Monday, February 20, 2017
Thoughts about a warm winter and early blooms
My memory is not as good as I thought. I was convinced that we had a later blooming time last winter, due to much colder days in January and February. My camera tells me I am wrong.
This photograph of Camellia japonica 'C. M. Wilson', was taken on February 2, 2016, in Margaret Moseley's garden, which now belongs to her daughter Carol Harris. Also, in full bloom that day was Margaret's Daphne odora, several hybrid hellebores, Helleborus niger and Edgeworthia chrysantha, among others.

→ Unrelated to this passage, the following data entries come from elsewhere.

//! Database Layer with Connection Pooling and Safe Transactions
//!
//! SQLite storage for runs, observations, the plugin catalog and plugin
//! execution records:
//! - Connection pooling via r2d2 for concurrent runs
//! - Panic-safe transactions with automatic rollback
//! - Version-tracked migrations
//! - WAL mode so readers (`runs list`) never block a recording pipeline

use std::path::Path;
use std::sync::Arc;

use r2d2::{Pool, PooledConnection};
use r2d2_sqlite::SqliteConnectionManager;
use rusqlite::{Connection, OptionalExtension, params};

use crate::types::{PluginManifest, Result, ResultExt, VerigenError};

/// Shared database handle for async contexts.
pub type SharedDatabase = Arc<Database>;

const SCHEMA: &str = include_str!("schema.sql");

/// Current schema version for migration tracking
const SCHEMA_VERSION: u32 = 2;

struct Migration {
    version: u32,
    description: &'static str,
    up: &'static str,
}

const MIGRATIONS: &[Migration] = &[Migration {
    version: 2,
    description: "Add runs.model column",
    up: "ALTER TABLE runs ADD COLUMN model TEXT",
}];

/// Connection pool configuration
#[derive(Debug, Clone)]
pub struct PoolConfig {
    /// Maximum number of connections in the pool
    pub max_size: u32,
    /// Minimum idle connections to keep ready
    pub min_idle: u32,
    /// Timeout for acquiring a connection (seconds)
    pub connection_timeout_secs: u64,
}

impl PoolConfig {
    const MIN_POOL_SIZE: u32 = 2;
    const MAX_POOL_SIZE: u32 = 16;

    /// One connection per core, clamped
    pub fn auto() -> Self {
        let cores = std::thread::available_parallelism()
            .map(|p| p.get() as u32)
            .unwrap_or(4);
        let max_size = cores.clamp(Self::MIN_POOL_SIZE, Self::MAX_POOL_SIZE);
        Self {
            max_size,
            min_idle: 1,
            connection_timeout_secs: 30,
        }
    }
}

impl Default for PoolConfig {
    fn default() -> Self {
        Self::auto()
    }
}

/// Thread-safe database with connection pooling.
pub struct Database {
    pool: Pool<SqliteConnectionManager>,
}

impl Database {
    /// Open database with connection pooling at the specified path.
    pub fn open<P: AsRef<Path>>(path: P) -> Result<Self> {
        Self::open_with_config(path, PoolConfig::default())
    }

    pub fn open_with_config<P: AsRef<Path>>(path: P, config: PoolConfig) -> Result<Self> {
        if let Some(parent) = path.as_ref().parent()
            && !parent.as_os_str().is_empty()
        {
            std::fs::create_dir_all(parent)?;
        }

        let manager =
            SqliteConnectionManager::file(path.as_ref()).with_init(Self::configure_connection);

        let pool = Pool::builder()
            .max_size(config.max_size)
            .min_idle(Some(config.min_idle))
            .connection_timeout(std::time::Duration::from_secs(
                config.connection_timeout_secs,
            ))
            .build(manager)
            .map_err(|e| VerigenError::Storage(format!("Failed to create connection pool: {}", e)))?;

        Ok(Self { pool })
    }

    /// Open an in-memory database for testing or temporary use.
    pub fn open_in_memory() -> Result<Self> {
        let manager = SqliteConnectionManager::memory().with_init(|conn| {
            conn.execute_batch("PRAGMA foreign_keys = ON;")?;
            Ok(())
        });

        let pool = Pool::builder()
            .max_size(1)
            .build(manager)
            .map_err(|e| VerigenError::Storage(format!("Failed to create in-memory pool: {}", e)))?;

        Ok(Self { pool })
    }

    fn configure_connection(conn: &mut Connection) -> std::result::Result<(), rusqlite::Error> {
        conn.execute_batch(
            r#"
            PRAGMA journal_mode = WAL;
            PRAGMA synchronous = NORMAL;
            PRAGMA foreign_keys = ON;
            PRAGMA busy_timeout = 5000;
            PRAGMA wal_autocheckpoint = 1000;
            "#,
        )?;
        Ok(())
    }

    pub(crate) fn conn(&self) -> Result<PooledConnection<SqliteConnectionManager>> {
        self.pool.get().map_err(|e| {
            VerigenError::Storage(format!("Failed to acquire database connection: {}", e))
        })
    }

    /// Initialize database schema.
    pub fn initialize(&self) -> Result<()> {
        let conn = self.conn()?;

        let existing: bool = conn
            .query_row(
                "SELECT EXISTS(SELECT 1 FROM sqlite_master WHERE type = 'table' AND name = 'runs')",
                [],
                |row| row.get(0),
            )
            .with_context("Failed to inspect schema")?;

        conn.execute_batch(SCHEMA)
            .with_context("Failed to initialize database schema")?;

        // Fresh databases get every column from schema.sql
        if !existing {
            conn.pragma_update(None, "user_version", SCHEMA_VERSION)
                .with_context("Failed to set schema version")?;
        }

        drop(conn);
        self.migrate()
    }

    fn migrate(&self) -> Result<()> {
        let conn = self.conn()?;

        let current_version: u32 = conn
            .pragma_query_value(None, "user_version", |row| row.get(0))
            .unwrap_or(0);

        for migration in MIGRATIONS {
            if migration.version > current_version {
                conn.execute_batch(migration.up).with_context_fn(|| {
                    format!(
                        "Failed to apply migration {}: {}",
                        migration.version, migration.description
                    )
                })?;

                tracing::info!(
                    "Applied migration {}: {}",
                    migration.version,
                    migration.description
                );
            }
        }

        if current_version < SCHEMA_VERSION {
            conn.pragma_update(None, "user_version", SCHEMA_VERSION)
                .with_context("Failed to update schema version")?;
        }

        Ok(())
    }

    /// Get a raw connection for advanced operations.
    pub fn connection(&self) -> Result<PooledConnection<SqliteConnectionManager>> {
        self.conn()
    }

    /// Execute a function within a panic-safe database transaction.
    ///
    /// If the closure panics the transaction is rolled back and an error is
    /// returned instead of poisoning the connection pool.
    pub fn transaction<F, T>(&self, f: F) -> Result<T>
    where
        F: FnOnce(&Connection) -> Result<T> + std::panic::UnwindSafe,
    {
        let mut conn = self.conn()?;
        let tx = conn
            .transaction()
            .with_context("Failed to start transaction")?;

        let result = std::panic::catch_unwind(std::panic::AssertUnwindSafe(|| f(&tx)));

        match result {
            Ok(Ok(value)) => {
                tx.commit().with_context("Failed to commit transaction")?;
                Ok(value)
            }
            // Rolled back on drop
            Ok(Err(e)) => Err(e),
            Err(panic_payload) => {
                let panic_msg = panic_payload
                    .downcast_ref::<&str>()
                    .map(|s| s.to_string())
                    .or_else(|| panic_payload.downcast_ref::<String>().cloned())
                    .unwrap_or_else(|| "Unknown panic".to_string());

                tracing::error!("Transaction panicked: {}", panic_msg);
                Err(VerigenError::Storage(format!(
                    "Transaction panicked: {}",
                    panic_msg
                )))
            }
        }
    }

    // =========================================================================
    // Plugin Catalog
    // =========================================================================

    /// Insert or replace a manifest by name
    pub fn upsert_plugin(&self, manifest: &PluginManifest) -> Result<()> {
        let json = serde_json::to_string(manifest)?;
        let now = chrono::Utc::now().to_rfc3339();

        self.conn()?
            .execute(
                "INSERT INTO plugins (name, manifest, enabled, verified, installed_at, updated_at)
                 VALUES (?1, ?2, ?3, ?4, ?5, ?6)
                 ON CONFLICT(name) DO UPDATE SET
                    manifest = excluded.manifest,
                    enabled = excluded.enabled,
                    verified = excluded.verified,
                    installed_at = COALESCE(excluded.installed_at, plugins.installed_at),
                    updated_at = excluded.updated_at",
                params![
                    manifest.name,
                    json,
                    manifest.enabled,
                    manifest.verified,
                    manifest.installed_at.map(|t| t.to_rfc3339()),
                    now,
                ],
            )
            .with_context_fn(|| format!("Failed to store plugin {}", manifest.name))?;

        tracing::debug!("Stored plugin manifest: {}", manifest.name);
        Ok(())
    }

    /// Returns whether a row was removed
    pub fn delete_plugin(&self, name: &str) -> Result<bool> {
        let affected = self
            .conn()?
            .execute("DELETE FROM plugins WHERE name = ?1", params![name])
            .with_context("Failed to delete plugin")?;
        Ok(affected > 0)
    }

    pub fn load_plugin(&self, name: &str) -> Result<Option<PluginManifest>> {
        let json: Option<String> = self
            .conn()?
            .query_row(
                "SELECT manifest FROM plugins WHERE name = ?1",
                params![name],
                |row| row.get(0),
            )
            .optional()
            .with_context("Failed to load plugin")?;

        json.map(|j| serde_json::from_str(&j).map_err(VerigenError::from))
            .transpose()
    }

    /// All stored manifests in insertion order. Rows that no longer
    /// deserialize are skipped with a warning.
    pub fn load_plugins(&self) -> Result<Vec<PluginManifest>> {
        let conn = self.conn()?;
        let mut stmt = conn
            .prepare("SELECT name, manifest FROM plugins ORDER BY rowid")
            .with_context("Failed to prepare plugin query")?;

        let rows = stmt
            .query_map([], |row| Ok((row.get::<_, String>(0)?, row.get::<_, String>(1)?)))
            .with_context("Failed to query plugins")?;

        let mut manifests = Vec::new();
        for row in rows {
            let (name, json) = row.with_context("Failed to read plugin row")?;
            match serde_json::from_str::<PluginManifest>(&json) {
                Ok(m) => manifests.push(m),
                Err(e) => tracing::warn!("Skipping stored plugin {}: {}", name, e),
            }
        }
        Ok(manifests)
    }
}

#[cfg(test)]
mod tests {
    use super::*;
    use std::collections::BTreeSet;

    fn manifest(name: &str) -> PluginManifest {
        PluginManifest {
            name: name.to_string(),
            version: "1.0.0".to_string(),
            description: "Uppercases text".to_string(),
            inputs: BTreeSet::from(["txt".to_string()]),
            outputs: BTreeSet::from(["txt".to_string()]),
            command: vec!["sh".to_string(), "run.sh".to_string()],
            estimated_cost_ms: 100,
            estimated_tokens: 0,
            timeout_ms: None,
            enabled: true,
            verified: false,
            directory: None,
            installed_at: None,
        }
    }

    #[test]
    fn test_open_in_memory() {
        let db = Database::open_in_memory().expect("Failed to open in-memory database");
        db.initialize().expect("Failed to initialize schema");

        let conn = db.connection().expect("Failed to get connection");
        let tables: Vec<String> = conn
            .prepare("SELECT name FROM sqlite_master WHERE type='table' ORDER BY name")
            .unwrap()
            .query_map([], |row| row.get(0))
            .unwrap()
            .filter_map(|r| r.ok())
            .collect();

        for table in ["runs", "run_stages", "observations", "plugins", "plugin_executions"] {
            assert!(tables.contains(&table.to_string()), "missing {}", table);
        }

        let version: u32 = conn
            .pragma_query_value(None, "user_version", |row| row.get(0))
            .unwrap();
        assert_eq!(version, SCHEMA_VERSION);
    }

    #[test]
    fn test_initialize_is_idempotent() {
        let db = Database::open_in_memory().unwrap();
        db.initialize().unwrap();
        db.initialize().unwrap();
    }

    #[test]
    fn test_migrates_version_one_database() {
        let db = Database::open_in_memory().unwrap();
        {
            let conn = db.connection().unwrap();
            conn.execute_batch(
                "CREATE TABLE runs (id TEXT PRIMARY KEY, project_ref TEXT, prompt TEXT NOT NULL,
                    stage TEXT NOT NULL, success INTEGER NOT NULL DEFAULT 0,
                    repair_attempts INTEGER NOT NULL DEFAULT 0, max_repair_attempts INTEGER NOT NULL,
                    skip_tests INTEGER NOT NULL DEFAULT 0, error_message TEXT, snapshot TEXT NOT NULL,
                    created_at TEXT NOT NULL, updated_at TEXT NOT NULL, completed_at TEXT);
                 PRAGMA user_version = 1;",
            )
            .unwrap();
        }
        db.initialize().unwrap();

        let conn = db.connection().unwrap();
        let has_model: bool = conn
            .query_row(
                "SELECT EXISTS(SELECT 1 FROM pragma_table_info('runs') WHERE name = 'model')",
                [],
                |row| row.get(0),
            )
            .unwrap();
        assert!(has_model);
    }

    #[test]
    fn test_transaction_panic_safety() {
        let db = Database::open_in_memory().expect("Failed to open database");
        db.initialize().expect("Failed to initialize");

        let result = db.transaction(|_conn| {
            panic!("Intentional panic for testing");
            #[allow(unreachable_code)]
            Ok(())
        });

        assert!(result.is_err());
        assert!(result.unwrap_err().to_string().contains("panicked"));
        assert!(db.connection().is_ok());
    }

    #[test]
    fn test_plugin_catalog_roundtrip() {
        let db = Database::open_in_memory().unwrap();
        db.initialize().unwrap();

        db.upsert_plugin(&manifest("upper")).unwrap();
        db.upsert_plugin(&manifest("lower")).unwrap();

        let mut updated = manifest("upper");
        updated.verified = true;
        db.upsert_plugin(&updated).unwrap();

        let all = db.load_plugins().unwrap();
        assert_eq!(all.len(), 2);
        assert_eq!(all[0].name, "upper");
        assert!(all[0].verified);

        assert!(db.delete_plugin("upper").unwrap());
        assert!(!db.delete_plugin("upper").unwrap());
        assert!(db.load_plugin("upper").unwrap().is_none());
        assert!(db.load_plugin("lower").unwrap().is_some());
    }
}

I was forewarned by Carol in January that things were early. She called to say that the Michellia maudiae was covered in fragrant blooms (also that it is now a good 25 feet tall). To illustrate how this warm winter has changed bloom times, I have pictures of this banana shrub/magnolia relative in full bloom on March 20, 2010, along with Daphne odora and dozens of camellias. There was a Spiraea 'Ogon' in flower then, as well. I've noticed they are blooming right now, exactly a month ahead of 2010.
We're about to face a week of about 70+ degrees F. Already these warm days have brought things out prematurely. The camellias are all blooming like crazy, which is fine, but I worry about the leafing out of Hydrangea macrophylla. I shudder to remember the Easter freeze of 2007. Everything was killed back by a hard freeze, and we scarcely had any macrophylla hydrangea flowers at all that year.
Gardeners everywhere have lived through uncertain times. California has been in what seemed a hopeless drought. Now, damaging storms are hitting the state, along with vicious winds and flooding rains. It's hard to have a garden under such circumstances.
Let's hope we don't have a repeat of last summer's above 90 degrees and no rain for months on end. And, if it's going to be so mild now (not good to set peach crops), I'm keeping my fingers crossed so that the really hard freezes in the low 20's and teens will not happen.
Today, on my way to a wonderful lecture given by photographer Lori Prosser at the Gwinnett Master Gardeners' meeting (her subject was English and French gardens; I came home wanting to clip hedges and plant all the flowers we cannot grow), I saw two white azaleas beginning to bloom.
I want the seasons back like they were when I was in my 30's, when you pretty much knew what would bloom when. This present weather is not right, and I hope to goodness this is not a trend for the future.